**AIM OF THE EXERCISE**
Search each line of the data for the word "else"; copy every line where it is found.

[DATA SHOWN Boundary: Start]

//! Item kind enumeration.
//!
//! Serialized in lowercase to match the host library's item type names.

use serde::{Deserialize, Serialize};
use std::fmt;

/// Kind of library item.
#[derive(Debug, Clone, Copy, PartialEq, Eq, Hash, Serialize, Deserialize)]
#[serde(rename_all = "lowercase")]
pub enum ItemKind {
    /// A single movie.
    Movie,
    /// A TV series (show).
    Series,
    /// A single episode within a season.
    Episode,
    /// A music album.
    MusicAlbum,
    /// An audio track.
    Audio,
    /// Anything else the host reports (books, photos, collections...).
    Other,
}

impl fmt::Display for ItemKind {
    fn fmt(&self, f: &mut fmt::Formatter<'_>) -> fmt::Result {
        match self {
            Self::Movie => write!(f, "movie"),
            Self::Series => write!(f, "series"),
            Self::Episode => write!(f, "episode"),
            Self::MusicAlbum => write!(f, "musicalbum"),
            Self::Audio => write!(f, "audio"),
            Self::Other => write!(f, "other"),
        }
    }
}
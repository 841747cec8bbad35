//! Notification formatting and delivery.

pub mod dispatcher;
pub mod message;
pub mod ntfy;
pub mod tags;
pub mod template;
pub mod test_notification;

pub use dispatcher::{screen, Dispatch, Dispatcher, MediaCategory, SkipReason};
pub use message::{Attachment, NotificationMessage, Priority, SendOutcome};
pub use ntfy::{NtfyClient, PublishTarget};
pub use tags::classify_tags;
pub use template::{resolve, ResolvedMessage};
pub use test_notification::{send_test_notification, TestFailure, TestNotificationResult};

use crate::config::NotificationConfig;
use media_notifier_common::MediaItem;

/// Build the full message for an item: resolved text, tags and priority.
///
/// Attachments are added later by the caller since loading artwork is I/O.
pub fn compose_message(item: &MediaItem, config: &NotificationConfig) -> NotificationMessage {
    let resolved = resolve(item, Some(config));
    NotificationMessage::new(resolved.title, resolved.body)
        .with_tags(classify_tags(item.kind()))
        .with_priority(Priority::new(config.priority).unwrap_or_default())
}
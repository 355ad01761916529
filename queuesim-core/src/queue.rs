use std::cell::Cell;
use std::cmp::Ordering;
use std::collections::BinaryHeap;
use std::rc::Rc;

use crate::time::SimTime;
use crate::types::{Event, EventId, EventKind};

/// Entry type stored in the event queue: the event plus the key it is
/// ordered by.
///
/// Entries are ordered by time first and by sequence number second, so
/// events that share a timestamp leave the queue in the order they entered
/// it, regardless of their kind.
#[derive(Debug, Clone, Copy)]
pub struct QueueEntry {
    time: SimTime,
    id: EventId,
    event: Event,
}

impl QueueEntry {
    pub fn time(&self) -> SimTime {
        self.time
    }

    pub fn id(&self) -> EventId {
        self.id
    }

    pub fn event(&self) -> Event {
        self.event
    }
}

impl PartialEq for QueueEntry {
    fn eq(&self, other: &Self) -> bool {
        self.time == other.time && self.id == other.id
    }
}

impl Eq for QueueEntry {}

impl PartialOrd for QueueEntry {
    fn partial_cmp(&self, other: &Self) -> Option<Ordering> {
        Some(self.cmp(other))
    }
}

impl Ord for QueueEntry {
    fn cmp(&self, other: &Self) -> Ordering {
        // Reverse the ordering for min-heap behavior in BinaryHeap
        other
            .time
            .cmp(&self.time)
            .then_with(|| other.id.cmp(&self.id))
    }
}

/// Source of event sequence numbers.
///
/// Cloning the counter shares it: every clone hands out numbers from the
/// same sequence. Pass one counter to several queues with
/// [`EventQueue::with_counter`] when their events must be globally ordered.
#[derive(Debug, Clone, Default)]
pub struct SequenceCounter {
    next: Rc<Cell<u64>>,
}

impl SequenceCounter {
    pub fn new() -> Self {
        Self::default()
    }

    /// Number that the next call to [`SequenceCounter::next_id`] returns.
    #[must_use]
    pub fn peek(&self) -> u64 {
        self.next.get()
    }

    /// Hand out the next sequence number.
    pub fn next_id(&self) -> EventId {
        let id = self.next.get();
        self.next.set(id + 1);
        EventId(id)
    }
}

/// Pending events of a simulation run, earliest first.
///
/// # Example
///
/// ```
/// # use queuesim_core::{Event, EventQueue, SimTime};
/// let mut queue = EventQueue::new();
/// queue.enqueue(Event::departure(SimTime::new(2.0).unwrap()));
/// queue.enqueue(Event::arrival(SimTime::new(1.0).unwrap()));
/// assert_eq!(queue.dequeue().unwrap().time().as_f64(), 1.0);
/// ```
#[derive(Debug, Default)]
pub struct EventQueue {
    entries: BinaryHeap<QueueEntry>,
    counter: SequenceCounter,
}

impl EventQueue {
    /// Create an empty queue with its own sequence counter.
    pub fn new() -> Self {
        Self::default()
    }

    /// Create an empty queue that draws sequence numbers from `counter`.
    pub fn with_counter(counter: SequenceCounter) -> Self {
        Self {
            entries: BinaryHeap::new(),
            counter,
        }
    }

    /// Returns a handle to the sequence counter used by this queue.
    #[must_use]
    pub fn counter(&self) -> SequenceCounter {
        self.counter.clone()
    }

    /// Inserts `event` and returns the sequence number it was assigned.
    pub fn enqueue(&mut self, event: Event) -> EventId {
        let id = self.counter.next_id();
        self.entries.push(QueueEntry {
            time: event.time(),
            id,
            event,
        });
        id
    }

    /// Removes and returns the earliest event or `None` if none are left.
    pub fn dequeue(&mut self) -> Option<Event> {
        self.entries.pop().map(|entry| entry.event)
    }

    /// Returns the next entry without removing it.
    pub fn peek(&self) -> Option<&QueueEntry> {
        self.entries.peek()
    }

    /// Returns the time of the next event.
    pub fn peek_time(&self) -> Option<SimTime> {
        self.entries.peek().map(|entry| entry.time)
    }

    /// Drops every pending event. The sequence counter keeps counting.
    pub fn clear(&mut self) {
        self.entries.clear();
    }

    pub fn is_empty(&self) -> bool {
        self.entries.is_empty()
    }

    pub fn len(&self) -> usize {
        self.entries.len()
    }

    /// Number of pending events of the given kind.
    pub fn pending(&self, kind: EventKind) -> usize {
        self.entries
            .iter()
            .filter(|entry| entry.event.kind() == kind)
            .count()
    }
}

#[cfg(test)]
mod test {
    use super::*;

    fn t(value: f64) -> SimTime {
        SimTime::new(value).unwrap()
    }

    #[test]
    fn test_entry_cmp() {
        let entry = |time: f64, id: u64| QueueEntry {
            time: t(time),
            id: EventId(id),
            event: Event::arrival(t(time)),
        };

        // Earlier time is "greater" so the max-heap pops it first.
        assert_eq!(entry(0.0, 5).cmp(&entry(1.0, 0)), Ordering::Greater);
        assert_eq!(entry(1.0, 0).cmp(&entry(1.0, 1)), Ordering::Greater);
        assert_eq!(entry(2.0, 1).cmp(&entry(1.0, 3)), Ordering::Less);
        assert_eq!(entry(1.0, 1), entry(1.0, 1));
    }

    #[test]
    fn test_dequeue_orders_by_time() {
        let mut queue = EventQueue::new();
        for time in [5.0, 1.0, 3.0, 0.5, 4.0] {
            queue.enqueue(Event::arrival(t(time)));
        }
        assert_eq!(queue.len(), 5);

        let times: Vec<f64> = std::iter::from_fn(|| queue.dequeue())
            .map(|event| event.time().as_f64())
            .collect();
        assert_eq!(times, vec![0.5, 1.0, 3.0, 4.0, 5.0]);
        assert!(queue.is_empty());
    }

    #[test]
    fn test_equal_times_are_fifo_not_by_kind() {
        let mut queue = EventQueue::new();
        queue.enqueue(Event::arrival(t(3.0)));
        queue.enqueue(Event::departure(t(3.0)));
        queue.enqueue(Event::arrival(t(3.0)));
        queue.enqueue(Event::departure(t(1.0)));

        assert_eq!(queue.peek().unwrap().id(), EventId(3));
        let kinds: Vec<EventKind> = std::iter::from_fn(|| queue.dequeue())
            .map(|event| event.kind())
            .collect();
        assert_eq!(
            kinds,
            vec![
                EventKind::Departure,
                EventKind::Arrival,
                EventKind::Departure,
                EventKind::Arrival
            ]
        );
    }

    #[test]
    fn test_empty_dequeue_returns_none() {
        let mut queue = EventQueue::new();
        assert!(queue.dequeue().is_none());
        assert!(queue.peek_time().is_none());

        queue.enqueue(Event::arrival(t(1.0)));
        queue.clear();
        assert!(queue.is_empty());
        assert!(queue.dequeue().is_none());
        assert!(queue.dequeue().is_none());
    }

    #[test]
    fn test_clear_keeps_counter() {
        let mut queue = EventQueue::new();
        assert_eq!(queue.enqueue(Event::arrival(t(1.0))), EventId(0));
        assert_eq!(queue.enqueue(Event::arrival(t(2.0))), EventId(1));
        queue.clear();
        assert_eq!(queue.enqueue(Event::arrival(t(0.0))), EventId(2));
        assert_eq!(queue.counter().peek(), 3);
    }

    #[test]
    fn test_shared_counter_across_queues() {
        let counter = SequenceCounter::new();
        let mut first = EventQueue::with_counter(counter.clone());
        let mut second = EventQueue::with_counter(counter.clone());

        assert_eq!(first.enqueue(Event::arrival(t(1.0))), EventId(0));
        assert_eq!(second.enqueue(Event::arrival(t(1.0))), EventId(1));
        assert_eq!(first.enqueue(Event::arrival(t(1.0))), EventId(2));
        assert_eq!(counter.peek(), 3);

        // Independent queues do not share numbering.
        let mut isolated = EventQueue::new();
        assert_eq!(isolated.enqueue(Event::arrival(t(1.0))), EventId(0));
    }

    #[test]
    fn test_pending_by_kind() {
        let mut queue = EventQueue::new();
        queue.enqueue(Event::arrival(t(1.0)));
        queue.enqueue(Event::departure(t(2.0)));
        queue.enqueue(Event::arrival(t(3.0)));

        assert_eq!(queue.pending(EventKind::Arrival), 2);
        assert_eq!(queue.pending(EventKind::Departure), 1);
    }
}
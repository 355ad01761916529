//! Randomness facade for the simulation engine.
//!
//! The engine never draws random numbers itself. It asks an injected
//! [`VariateSource`] for samples and labels each request with the
//! [`DrawSite`] it comes from, so a source can keep independent streams per
//! site or replay a scripted trace.

use serde::{Deserialize, Serialize};
use std::fmt;

/// A labeled sampling location.
#[derive(Debug, Clone, Copy, PartialEq, Eq, Hash, Serialize, Deserialize)]
pub enum DrawSite {
    /// Time between two consecutive customer arrivals.
    Interarrival,
    /// Time the server spends on one customer.
    Service,
}

impl DrawSite {
    pub const fn tag(&self) -> &'static str {
        match self {
            DrawSite::Interarrival => "interarrival",
            DrawSite::Service => "service",
        }
    }
}

impl fmt::Display for DrawSite {
    fn fmt(&self, f: &mut fmt::Formatter<'_>) -> fmt::Result {
        f.write_str(self.tag())
    }
}

/// Sampling interface that can be swapped for tracing / replay.
///
/// Implementations must return a non-negative finite value for any positive
/// `mean`. The engine rejects anything else with
/// [`SimError::InvalidSample`](crate::SimError::InvalidSample).
pub trait VariateSource {
    /// Draw one variate with the given expected value.
    fn sample(&mut self, site: DrawSite, mean: f64) -> f64;
}

impl<T: VariateSource + ?Sized> VariateSource for &mut T {
    fn sample(&mut self, site: DrawSite, mean: f64) -> f64 {
        (**self).sample(site, mean)
    }
}

impl<T: VariateSource + ?Sized> VariateSource for Box<T> {
    fn sample(&mut self, site: DrawSite, mean: f64) -> f64 {
        (**self).sample(site, mean)
    }
}
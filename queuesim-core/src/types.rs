//! Core type definitions and newtypes for the simulation engine

use serde::{Deserialize, Serialize};
use std::fmt;

use crate::time::SimTime;

/// Sequence number assigned to an event when it enters the event queue
#[derive(Debug, Clone, Copy, PartialEq, Eq, Hash, PartialOrd, Ord, Serialize, Deserialize)]
pub struct EventId(pub u64);

impl fmt::Display for EventId {
    fn fmt(&self, f: &mut fmt::Formatter<'_>) -> fmt::Result {
        write!(f, "Event({})", self.0)
    }
}

/// Discriminant used to dispatch an event to its handler
#[derive(Debug, Clone, Copy, PartialEq, Eq, Hash, Serialize, Deserialize)]
pub enum EventKind {
    Arrival,
    Departure,
}

impl fmt::Display for EventKind {
    fn fmt(&self, f: &mut fmt::Formatter<'_>) -> fmt::Result {
        match self {
            EventKind::Arrival => f.write_str("ARRIVAL"),
            EventKind::Departure => f.write_str("DEPARTURE"),
        }
    }
}

/// A scheduled state change. Immutable once created.
#[derive(Debug, Clone, Copy, PartialEq, Eq, Serialize, Deserialize)]
pub struct Event {
    time: SimTime,
    kind: EventKind,
}

impl Event {
    pub fn new(time: SimTime, kind: EventKind) -> Self {
        Self { time, kind }
    }

    pub fn arrival(time: SimTime) -> Self {
        Self::new(time, EventKind::Arrival)
    }

    pub fn departure(time: SimTime) -> Self {
        Self::new(time, EventKind::Departure)
    }

    pub fn time(&self) -> SimTime {
        self.time
    }

    pub fn kind(&self) -> EventKind {
        self.kind
    }
}

impl fmt::Display for Event {
    fn fmt(&self, f: &mut fmt::Formatter<'_>) -> fmt::Result {
        write!(f, "{}@{}", self.kind, self.time)
    }
}

/// Whether the server is currently attending a customer
#[derive(Debug, Clone, Copy, PartialEq, Eq, Default, Serialize, Deserialize)]
pub enum ServerState {
    #[default]
    Idle,
    Busy,
}

/// A customer waiting in line. Only the arrival time is needed to account
/// for its delay once it enters service.
#[derive(Debug, Clone, Copy, PartialEq, Eq)]
pub struct Customer {
    pub arrival_time: SimTime,
}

[DATA SHOWN Boundary: End]

**PROBLEM SOLUTION**
    /// Anything else the host reports (books, photos, collections...).
/// `mean`. The engine rejects anything else with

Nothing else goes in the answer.